ACSS2 is essential for CD8 Teff responses in the absence of ACLY. (A) Representative flow cytometry plots and tabulation of IFN-γ–producing WT or Acly KO OT-I CD8 T cells (expressing control [shCtrl] or Acss2-targeting [shAcss2] shRNAs) 7 dpi with LmOVA (3–5/group). (B) Representative flow cytometry plots and tabulation of TBET⁺GZMB⁺ WT and Acly KO CD8 T cells following in vitro activation in the presence or absence of ACSS2i for 48 h (n = 7/group). (C) Histogram of chromatin accessibility (mean counts per million, CPM) ±2 kilobases (Kb) around transcriptional start sites (TSS), in CD8 T cells treated as in B (n = 4/group). TES = transcription end site. (D) Venn diagram of significantly decreased DARs from Acly KO versus WT compared to the significantly decreased DARs from Acly KO+ACSS2i vs WT CD8 T cells treated as in B. (E) Pathway overrepresentation analysis using the Hallmark Gene Sets (MSigDB) of overlapping DARs from D. (F and G) Representative ATAC tracks from CD8 T cells treated as in B. Shown are gene tracks for Il2ra and Nfkb1 loci (F) and representative effector gene loci (G, Ifng, Gzmb, Tbx21).
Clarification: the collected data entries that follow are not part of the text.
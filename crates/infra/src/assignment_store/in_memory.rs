use std::collections::HashMap;
use std::sync::RwLock;

use async_trait::async_trait;

use stockledger_core::{AggregateRoot, ExpectedVersion};
use stockledger_inventory::{AssignmentId, StockAssignment};

use super::{AssignmentFilter, AssignmentStore};
use crate::error::StoreError;

#[derive(Debug, Default)]
struct Rows {
    next_sequence: u64,
    by_id: HashMap<AssignmentId, StockAssignment>,
}

/// In-memory assignment rows for tests/dev.
#[derive(Debug, Default)]
pub struct InMemoryAssignmentStore {
    rows: RwLock<Rows>,
}

impl InMemoryAssignmentStore {
    pub fn new() -> Self {
        Self::default()
    }
}

#[async_trait]
impl AssignmentStore for InMemoryAssignmentStore {
    async fn insert(&self, mut assignment: StockAssignment) -> Result<StockAssignment, StoreError> {
        let mut rows = self
            .rows
            .write()
            .map_err(|_| StoreError::Backend("lock poisoned".to_string()))?;

        let id = assignment.id_typed();
        if rows.by_id.contains_key(&id) {
            return Err(StoreError::Duplicate(format!("assignment {id}")));
        }

        rows.next_sequence += 1;
        assignment.set_issue_sequence(rows.next_sequence);
        rows.by_id.insert(id, assignment.clone());
        Ok(assignment)
    }

    async fn get(&self, id: AssignmentId) -> Result<Option<StockAssignment>, StoreError> {
        let rows = self
            .rows
            .read()
            .map_err(|_| StoreError::Backend("lock poisoned".to_string()))?;
        Ok(rows.by_id.get(&id).cloned())
    }

    async fn list(&self, filter: AssignmentFilter) -> Result<Vec<StockAssignment>, StoreError> {
        let rows = self
            .rows
            .read()
            .map_err(|_| StoreError::Backend("lock poisoned".to_string()))?;

        let mut out: Vec<StockAssignment> = rows
            .by_id
            .values()
            .filter(|a| filter.matches(a))
            .cloned()
            .collect();
        out.sort_by_key(|a| a.issue_sequence());
        Ok(out)
    }

    async fn save(
        &self,
        assignment: &StockAssignment,
        expected_version: ExpectedVersion,
    ) -> Result<(), StoreError> {
        let mut rows = self
            .rows
            .write()
            .map_err(|_| StoreError::Backend("lock poisoned".to_string()))?;

        let id = assignment.id_typed();
        let stored = rows
            .by_id
            .get_mut(&id)
            .ok_or_else(|| StoreError::NotFound(format!("assignment {id}")))?;

        let current = stored.version();
        expected_version
            .check(current)
            .map_err(|e| StoreError::Concurrency(format!("assignment {id}: {e}")))?;

        let issue_sequence = stored.issue_sequence();
        *stored = assignment.clone();
        stored.set_issue_sequence(issue_sequence);
        Ok(())
    }
}

#[cfg(test)]
mod tests {
    use super::*;
    use chrono::Utc;
    use stockledger_core::{Aggregate, AggregateId, EmployeeId};
    use stockledger_inventory::{
        AssignStock, AssignmentCommand, AssignmentStatus, ProductId, Quantity, ReceiveAssignment,
    };

    fn created(employee_id: EmployeeId, product_id: ProductId, q: u64) -> StockAssignment {
        let id = AssignmentId::new(AggregateId::new());
        let mut a = StockAssignment::empty(id, employee_id, product_id);
        a.execute(&AssignmentCommand::Assign(AssignStock {
            quantity: Quantity::new(q).unwrap(),
            occurred_at: Utc::now(),
        }))
        .unwrap();
        a
    }

    #[tokio::test]
    async fn insert_stamps_increasing_issue_sequences() {
        let store = InMemoryAssignmentStore::new();
        let e = EmployeeId::new();
        let p = ProductId::new(AggregateId::new());

        let first = store.insert(created(e, p, 10)).await.unwrap();
        let second = store.insert(created(e, p, 5)).await.unwrap();

        assert!(first.issue_sequence() < second.issue_sequence());
        let listed = store
            .list(AssignmentFilter::for_employee_product(e, p))
            .await
            .unwrap();
        assert_eq!(listed.len(), 2);
        assert_eq!(listed[0].id_typed(), first.id_typed());
    }

    #[tokio::test]
    async fn save_with_stale_version_conflicts() {
        let store = InMemoryAssignmentStore::new();
        let stored = store
            .insert(created(EmployeeId::new(), ProductId::new(AggregateId::new()), 10))
            .await
            .unwrap();
        let before = stored.version();

        let mut a = stored.clone();
        a.execute(&AssignmentCommand::Receive(ReceiveAssignment {
            occurred_at: Utc::now(),
        }))
        .unwrap();
        store.save(&a, ExpectedVersion::Exact(before)).await.unwrap();

        let err = store
            .save(&a, ExpectedVersion::Exact(before))
            .await
            .unwrap_err();
        assert!(matches!(err, StoreError::Concurrency(_)));

        let reloaded = store.get(a.id_typed()).await.unwrap().unwrap();
        assert_eq!(reloaded.status(), AssignmentStatus::Received);
        assert_eq!(reloaded.issue_sequence(), stored.issue_sequence());
    }

    #[tokio::test]
    async fn filter_narrows_by_employee_and_status() {
        let store = InMemoryAssignmentStore::new();
        let alice = EmployeeId::new();
        let bob = EmployeeId::new();
        let p = ProductId::new(AggregateId::new());
        store.insert(created(alice, p, 1)).await.unwrap();
        store.insert(created(bob, p, 2)).await.unwrap();

        let for_bob = store
            .list(AssignmentFilter {
                employee_id: Some(bob),
                ..AssignmentFilter::default()
            })
            .await
            .unwrap();
        assert_eq!(for_bob.len(), 1);
        assert_eq!(for_bob[0].quantity(), 2);

        let received = store
            .list(AssignmentFilter::default().with_status(AssignmentStatus::Received))
            .await
            .unwrap();
        assert!(received.is_empty());
    }
}
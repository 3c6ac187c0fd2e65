//! Append-only stock ledger.
//!
//! One stream per product. Events are never updated or deleted; corrections are new
//! `adjustment` events.

pub mod in_memory;
pub mod postgres;
pub mod r#trait;

pub use in_memory::InMemoryLedgerStore;
pub use postgres::PostgresLedgerStore;
pub use r#trait::LedgerStore;
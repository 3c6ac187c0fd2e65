use std::sync::Arc;

use axum::{
    extract::{rejection::JsonRejection, rejection::QueryRejection, Extension, Path, Query},
    http::StatusCode,
    routing::get,
    Json, Router,
};
use serde_json::json;

use crate::app::services::AppServices;
use crate::app::{dto, errors};

pub fn router() -> Router {
    Router::new()
        .route("/", get(list_products).post(create_product))
        .route("/:id", get(get_product))
        .route("/:id/events", get(list_events))
}

pub async fn create_product(
    Extension(services): Extension<Arc<AppServices>>,
    body: Result<Json<dto::CreateProductRequest>, JsonRejection>,
) -> axum::response::Response {
    let Json(body) = match body {
        Ok(b) => b,
        Err(e) => return errors::bad_request(e),
    };
    let (input, opening) = body.into_parts();
    let opening = match opening {
        None | Some(0) => None,
        Some(n) => match dto::require_quantity(Some(n), "openingStock") {
            Ok(q) => Some(q),
            Err(res) => return res,
        },
    };

    match services.engine.register_product(input, opening).await {
        Ok(registration) => errors::success(StatusCode::CREATED, registration),
        Err(e) => errors::engine_error_to_response(e),
    }
}

pub async fn list_products(
    Extension(services): Extension<Arc<AppServices>>,
) -> axum::response::Response {
    match services.engine.list_products().await {
        Ok(products) => errors::success(StatusCode::OK, json!({ "products": products })),
        Err(e) => errors::engine_error_to_response(e),
    }
}

pub async fn get_product(
    Extension(services): Extension<Arc<AppServices>>,
    Path(id): Path<String>,
) -> axum::response::Response {
    let product_id = match dto::parse_product_id(&id) {
        Ok(id) => id,
        Err(res) => return res,
    };

    match services.engine.get_product(product_id).await {
        Ok(product) => errors::success(StatusCode::OK, json!({ "product": product })),
        Err(e) => errors::engine_error_to_response(e),
    }
}

pub async fn list_events(
    Extension(services): Extension<Arc<AppServices>>,
    Path(id): Path<String>,
    query: Result<Query<dto::EventsQuery>, QueryRejection>,
) -> axum::response::Response {
    let Query(query) = match query {
        Ok(q) => q,
        Err(e) => return errors::bad_request(e),
    };
    let product_id = match dto::parse_product_id(&id) {
        Ok(id) => id,
        Err(res) => return res,
    };

    match services.engine.list_events(product_id, query.since).await {
        Ok(events) => errors::success(
            StatusCode::OK,
            json!({ "productId": product_id, "count": events.len(), "events": events }),
        ),
        Err(e) => errors::engine_error_to_response(e),
    }
}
Red gates highlight DARs of interest. (H) Effect of dietary acetate on ACSS2-deficient CD8 T cell responses in vivo. Acly-deficient (KO) Thy1.1⁺ OT-I CD8 T cells were transduced with control (shCtrl) or Acss2-targeting (shAcss2) shRNAs, followed by adoptive transfer and infection with LmOVA. Mice were administered PBS or acetate daily (1,000 mg/kg, via oral gavage) starting 2 days prior to LmOVA infection (n = 3–7/group). Representative flow cytometry plots and tabulation of percent CD44 versus IFN-γ expression by CD8 T cells from the spleens of LmOVA-infected mice 7 dpi (n = 3–6). All results are representative of two or more independent experiments. Data are shown as mean ± SEM. *P < 0.05; ****P < 0.0001 by unpaired two-tailed t test (A and H) or one-way ANOVA with Sidak’s multiple comparison test (B).